Harry Potter: A critical Examination of a Pop culture Phenomenon from Publication to Disneyfication.

Abstract:  Harry Potter was a remarkable success and its popularity continues after the last books conclusion but now it exists as a moment in popular culture, as a popular film series, and an amusement park. What does this mean for the longevity of the books themselves? I will attempt to answer this question by looking closely at the strengths and weaknesses of the story and how those strengths and weaknesses carry over into various adaption’s, including the films and amusement park and further how the reader responds at various levels to the story and the phenomenon.

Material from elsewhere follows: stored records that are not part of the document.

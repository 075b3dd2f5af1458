//! Scan results

use core::cmp::Reverse;

use heapless::Vec;

use crate::config::MAX_SCAN_RESULTS;
use crate::traits::ScanEntry;

/// Networks seen by the last scan, strongest first
///
/// Never holds more than [`MAX_SCAN_RESULTS`] entries; anything past the cap
/// is dropped when the result is built.
#[derive(Debug, Clone, Default, PartialEq, Eq)]
#[cfg_attr(feature = "defmt", derive(defmt::Format))]
pub struct ScanResult {
    entries: Vec<ScanEntry, MAX_SCAN_RESULTS>,
}

impl ScanResult {
    /// Empty result
    pub const fn new() -> Self {
        Self { entries: Vec::new() }
    }

    /// Build a result keeping the `limit` strongest entries
    pub fn from_entries<I>(entries: I, limit: usize) -> Self
    where
        I: IntoIterator<Item = ScanEntry>,
    {
        let limit = limit.min(MAX_SCAN_RESULTS);
        let mut kept: Vec<ScanEntry, MAX_SCAN_RESULTS> = Vec::new();

        for entry in entries {
            if kept.len() < limit {
                let _ = kept.push(entry);
                continue;
            }
            // Full: replace the weakest if this one is stronger
            let weakest = kept
                .iter()
                .enumerate()
                .min_by_key(|(_, e)| e.rssi_dbm)
                .map(|(i, e)| (i, e.rssi_dbm));
            if let Some((i, rssi)) = weakest {
                if entry.rssi_dbm > rssi {
                    kept[i] = entry;
                }
            }
        }

        kept.sort_unstable_by_key(|e| Reverse(e.rssi_dbm));
        Self { entries: kept }
    }

    pub fn entries(&self) -> &[ScanEntry] {
        &self.entries
    }

    pub fn len(&self) -> usize {
        self.entries.len()
    }

    pub fn is_empty(&self) -> bool {
        self.entries.is_empty()
    }
}

#[cfg(test)]
mod tests {
    use super::*;
    use proptest::prelude::*;

    #[test]
    fn test_keeps_strongest() {
        let entries = [
            ScanEntry::new("weak", -88),
            ScanEntry::new("strong", -35),
            ScanEntry::new("mid", -60),
        ];
        let result = ScanResult::from_entries(entries, 2);

        assert_eq!(result.len(), 2);
        assert_eq!(result.entries()[0].ssid.as_str(), "strong");
        assert_eq!(result.entries()[1].ssid.as_str(), "mid");
    }

    #[test]
    fn test_limit_capped() {
        let entries = (0..20).map(|i| ScanEntry::new("net", -30 - i));
        let result = ScanResult::from_entries(entries, 50);
        assert_eq!(result.len(), MAX_SCAN_RESULTS);
        assert_eq!(result.entries()[9].rssi_dbm, -39);
    }

    proptest! {
        #[test]
        fn prop_never_exceeds_cap(
            rssi in proptest::collection::vec(-100i16..-20, 0..40),
            limit in 0usize..16,
        ) {
            let entries = rssi.iter().map(|&r| ScanEntry::new("x", r));
            let result = ScanResult::from_entries(entries, limit);

            prop_assert!(result.len() <= MAX_SCAN_RESULTS);
            prop_assert!(result.len() <= limit);
            prop_assert_eq!(result.len(), rssi.len().min(limit).min(MAX_SCAN_RESULTS));
            for pair in result.entries().windows(2) {
                prop_assert!(pair[0].rssi_dbm >= pair[1].rssi_dbm);
            }
        }
    }
}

   The protagonists; Harry, Ron and Hermione as well as and to a lesser degree the supporting characters quickly find themselves immersed in a world where magic is more commonplace than is common sense. There are rules which are set forth early on but they are immediately ignored while the adult figures are either ignorant of the transgressions or complicit in their being broken to begin with. This is one weakness of J.K. Rowling’s story and serves to mar an otherwise stellar work of imagination. Perhaps this could be forgiven but we should we look closely at what it means for literature as a while.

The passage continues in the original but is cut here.